#### Data to use ####
//! Page enrichment through a browser automation tool.
//!
//! There is no search phase: each input URL becomes a record, and every
//! record is enriched in its own isolated session.

mod driver;
mod enrich;
mod extract;
mod input;

pub use driver::{AgentBrowser, BrowserDriver};
pub use enrich::BrowserEnricher;
pub use extract::{PageComment, PageExtract, Site, parse_eval_output};
pub use input::{PageSeed, parse_seeds, seeds_from_urls};
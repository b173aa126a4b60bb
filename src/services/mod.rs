//! Upstream platform integrations.
//!
//! Each platform module provides:
//! - a typed API client with a `check()` probe
//! - a `Search` implementation owning that platform's query phasing
//! - an `Enricher` that attaches comments to a record

pub mod browser;
pub mod hackernews;
pub mod producthunt;
pub mod reddit;
//! Utility functions and helpers.

pub mod http;
pub mod lenient;

use std::sync::LazyLock;

use regex::Regex;
use scraper::Html;
use sha2::{Digest, Sha256};
use unicode_segmentation::UnicodeSegmentation;

static ANSI_RE: LazyLock<Regex> =
    LazyLock::new(|| Regex::new(r"\x1b\[[0-9;]*m").expect("valid ANSI regex"));
static SLUG_STRIP_RE: LazyLock<Regex> =
    LazyLock::new(|| Regex::new(r"[^a-z0-9\s-]").expect("valid slug regex"));
static SLUG_SPACE_RE: LazyLock<Regex> =
    LazyLock::new(|| Regex::new(r"\s+").expect("valid whitespace regex"));

/// Truncate to at most `max` user-perceived characters.
pub fn truncate_chars(text: &str, max: usize) -> String {
    text.graphemes(true).take(max).collect()
}

/// Collapse every whitespace run (including newlines) into a single space.
pub fn collapse_whitespace(text: &str) -> String {
    text.split_whitespace().collect::<Vec<_>>().join(" ")
}

/// Strip HTML tags, decode entities and normalize whitespace.
pub fn strip_html(text: &str) -> String {
    if text.is_empty() {
        return String::new();
    }
    let fragment = Html::parse_fragment(text);
    let joined = fragment.root_element().text().collect::<Vec<_>>().join(" ");
    collapse_whitespace(&joined)
}

/// Remove ANSI color escapes from command output.
pub fn strip_ansi(text: &str) -> String {
    ANSI_RE.replace_all(text, "").into_owned()
}

/// Convert text to a lowercase, hyphenated slug.
pub fn slugify(text: &str) -> String {
    let lowered = text.trim().to_lowercase();
    let stripped = SLUG_STRIP_RE.replace_all(&lowered, "");
    SLUG_SPACE_RE.replace_all(&stripped, "-").into_owned()
}

/// Short, stable identifier derived from arbitrary text.
pub fn short_hash(text: &str) -> String {
    let digest = Sha256::digest(text.as_bytes());
    hex::encode(&digest[..6])
}
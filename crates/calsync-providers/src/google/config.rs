//! Google Calendar client configuration.

use std::time::Duration;

/// OAuth 2.0 client credentials used for the refresh-token grant.
#[derive(Clone)]
pub struct OAuthCredentials {
    /// The OAuth 2.0 client ID from Google Cloud Console.
    pub client_id: String,
    /// The OAuth 2.0 client secret from Google Cloud Console.
    pub client_secret: String,
}

impl std::fmt::Debug for OAuthCredentials {
    fn fmt(&self, f: &mut std::fmt::Formatter<'_>) -> std::fmt::Result {
        f.debug_struct("OAuthCredentials")
            .field("client_id", &self.client_id)
            .field("client_secret", &"<redacted>")
            .finish()
    }
}

impl OAuthCredentials {
    pub fn new(client_id: impl Into<String>, client_secret: impl Into<String>) -> Self {
        Self {
            client_id: client_id.into(),
            client_secret: client_secret.into(),
        }
    }

    /// Checks that both values are present.
    pub fn validate(&self) -> Result<(), &'static str> {
        if self.client_id.trim().is_empty() {
            return Err("client_id is required");
        }
        if self.client_secret.trim().is_empty() {
            return Err("client_secret is required");
        }
        Ok(())
    }
}

/// Configuration for [`GoogleCalendarClient`](super::GoogleCalendarClient).
#[derive(Debug, Clone)]
pub struct GoogleConfig {
    pub credentials: OAuthCredentials,
    /// Base URL of the Calendar API v3.
    pub api_base_url: String,
    /// OAuth token endpoint used for refreshes.
    pub token_url: String,
    /// Per-request timeout.
    pub timeout: Duration,
    /// User agent string for API requests.
    pub user_agent: String,
}

impl GoogleConfig {
    pub const DEFAULT_API_BASE_URL: &'static str = "https://www.googleapis.com/calendar/v3";
    pub const DEFAULT_TOKEN_URL: &'static str = "https://oauth2.googleapis.com/token";
    pub const DEFAULT_TIMEOUT_SECS: u64 = 30;

    pub fn new(credentials: OAuthCredentials) -> Self {
        Self {
            credentials,
            api_base_url: Self::DEFAULT_API_BASE_URL.to_string(),
            token_url: Self::DEFAULT_TOKEN_URL.to_string(),
            timeout: Duration::from_secs(Self::DEFAULT_TIMEOUT_SECS),
            user_agent: format!("calsync/{}", env!("CARGO_PKG_VERSION")),
        }
    }

    /// Sets the Calendar API base URL (trailing slashes are dropped).
    pub fn with_api_base_url(mut self, url: impl Into<String>) -> Self {
        self.api_base_url = url.into().trim_end_matches('/').to_string();
        self
    }

    pub fn with_token_url(mut self, url: impl Into<String>) -> Self {
        self.token_url = url.into();
        self
    }

    pub fn with_timeout(mut self, timeout: Duration) -> Self {
        self.timeout = timeout;
        self
    }

    pub fn with_user_agent(mut self, user_agent: impl Into<String>) -> Self {
        self.user_agent = user_agent.into();
        self
    }

    /// Returns the events-list URL for a calendar.
    pub fn events_url(&self, calendar_id: &str) -> String {
        format!(
            "{}/calendars/{}/events",
            self.api_base_url,
            urlencoding::encode(calendar_id)
        )
    }

    /// Validates the configuration.
    pub fn validate(&self) -> Result<(), String> {
        self.credentials
            .validate()
            .map_err(|e| format!("invalid credentials: {}", e))?;
        if self.api_base_url.is_empty() {
            return Err("api_base_url is required".to_string());
        }
        if self.token_url.is_empty() {
            return Err("token_url is required".to_string());
        }
        if self.timeout.is_zero() {
            return Err("timeout must be positive".to_string());
        }
        Ok(())
    }
}
//! Event start/end times.
//!
//! Remote calendars report an event boundary either as an RFC 3339 timestamp
//! (`start.dateTime`) or as a bare date (`start.date`) for all-day events.
//! [`EventTime`] keeps that distinction instead of collapsing dates into
//! midnight timestamps.

use std::cmp::Ordering;
use std::fmt;

use chrono::{DateTime, NaiveDate, NaiveTime, Utc};
use serde::{Deserialize, Serialize};
use thiserror::Error;

/// Error returned when a remote time value cannot be parsed.
#[derive(Debug, Clone, PartialEq, Eq, Error)]
pub enum TimeParseError {
    /// Neither `dateTime` nor `date` was present.
    #[error("missing both dateTime and date")]
    Missing,
    /// `dateTime` was present but is not RFC 3339.
    #[error("invalid dateTime {value:?}: {reason}")]
    InvalidDateTime { value: String, reason: String },
    /// `date` was present but is not `YYYY-MM-DD`.
    #[error("invalid date {value:?}: {reason}")]
    InvalidDate { value: String, reason: String },
}

/// The start or end of a calendar event.
#[derive(Debug, Clone, PartialEq, Eq, Hash, Serialize, Deserialize)]
#[serde(tag = "type", content = "value")]
pub enum EventTime {
    /// A specific instant, normalised to UTC.
    DateTime(DateTime<Utc>),
    /// A calendar date without a time of day (all-day events).
    Date(NaiveDate),
}

impl EventTime {
    /// Parses the `{dateTime, date}` pair of a remote event boundary.
    ///
    /// `dateTime` wins when both are present, matching how the remote API
    /// documents the fields.
    pub fn parse(date_time: Option<&str>, date: Option<&str>) -> Result<Self, TimeParseError> {
        match (date_time, date) {
            (Some(dt), _) => DateTime::parse_from_rfc3339(dt)
                .map(|parsed| Self::DateTime(parsed.with_timezone(&Utc)))
                .map_err(|e| TimeParseError::InvalidDateTime {
                    value: dt.to_string(),
                    reason: e.to_string(),
                }),
            (None, Some(d)) => NaiveDate::parse_from_str(d, "%Y-%m-%d")
                .map(Self::Date)
                .map_err(|e| TimeParseError::InvalidDate {
                    value: d.to_string(),
                    reason: e.to_string(),
                }),
            (None, None) => Err(TimeParseError::Missing),
        }
    }

    /// Returns `true` for a date-only value.
    pub fn is_all_day(&self) -> bool {
        matches!(self, Self::Date(_))
    }

    /// Returns the instant if this is a `DateTime`.
    pub fn as_datetime(&self) -> Option<&DateTime<Utc>> {
        match self {
            Self::DateTime(dt) => Some(dt),
            Self::Date(_) => None,
        }
    }

    /// Returns the date if this is a `Date`.
    pub fn as_date(&self) -> Option<&NaiveDate> {
        match self {
            Self::Date(d) => Some(d),
            Self::DateTime(_) => None,
        }
    }

    /// Converts to a UTC instant for ordering and range queries.
    ///
    /// Dates map to midnight UTC.
    pub fn to_utc_datetime(&self) -> DateTime<Utc> {
        match self {
            Self::DateTime(dt) => *dt,
            Self::Date(date) => date.and_time(NaiveTime::MIN).and_utc(),
        }
    }

    /// Parses the storage form produced by [`EventTime::to_storage`].
    pub fn from_storage(value: &str) -> Result<Self, TimeParseError> {
        if value.len() == 10 {
            Self::parse(None, Some(value))
        } else {
            Self::parse(Some(value), None)
        }
    }

    /// Returns the string stored in the `start_time`/`end_time` columns.
    ///
    /// Instants are written as RFC 3339 with a `Z` suffix, dates as
    /// `YYYY-MM-DD`.
    pub fn to_storage(&self) -> String {
        match self {
            Self::DateTime(dt) => dt.to_rfc3339_opts(chrono::SecondsFormat::AutoSi, true),
            Self::Date(d) => d.format("%Y-%m-%d").to_string(),
        }
    }
}

impl fmt::Display for EventTime {
    fn fmt(&self, f: &mut fmt::Formatter<'_>) -> fmt::Result {
        f.write_str(&self.to_storage())
    }
}

impl PartialOrd for EventTime {
    fn partial_cmp(&self, other: &Self) -> Option<Ordering> {
        Some(self.cmp(other))
    }
}

impl Ord for EventTime {
    fn cmp(&self, other: &Self) -> Ordering {
        self.to_utc_datetime().cmp(&other.to_utc_datetime())
    }
}
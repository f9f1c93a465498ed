//! Remote calendar backends.
//!
//! - [`RemoteCalendar`] - The contract the sync engine talks to
//! - [`RemoteEvent`] - One event as the remote sends it
//! - [`ProviderError`] - Classified failures
//! - [`google`] - The Google Calendar implementation
//!
//! # Architecture
//!
//! ```text
//! ┌─────────────────┐
//! │  Google API     │
//! └────────┬────────┘
//!          │ events.list / token
//!          ▼
//! ┌──────────────────────┐
//! │ GoogleCalendarClient │
//! └────────┬─────────────┘
//!          │  RemoteCalendar
//!          ▼
//!   ┌─────────────┐
//!   │  EventPage  │──▶ calsync-engine
//!   └─────────────┘
//! ```

pub mod error;
#[cfg(feature = "google")]
pub mod google;
pub mod remote;
pub mod remote_event;

pub use error::{ProviderError, ProviderErrorCode, ProviderResult};
pub use remote::{BoxFuture, EventPage, FetchMode, FetchRequest, MAX_RESULTS, RemoteCalendar};
pub use remote_event::{RemoteEvent, RemoteEventTime, RemotePerson};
####
Say, as a bare number, how many lines of the data hold the string "lowered".

2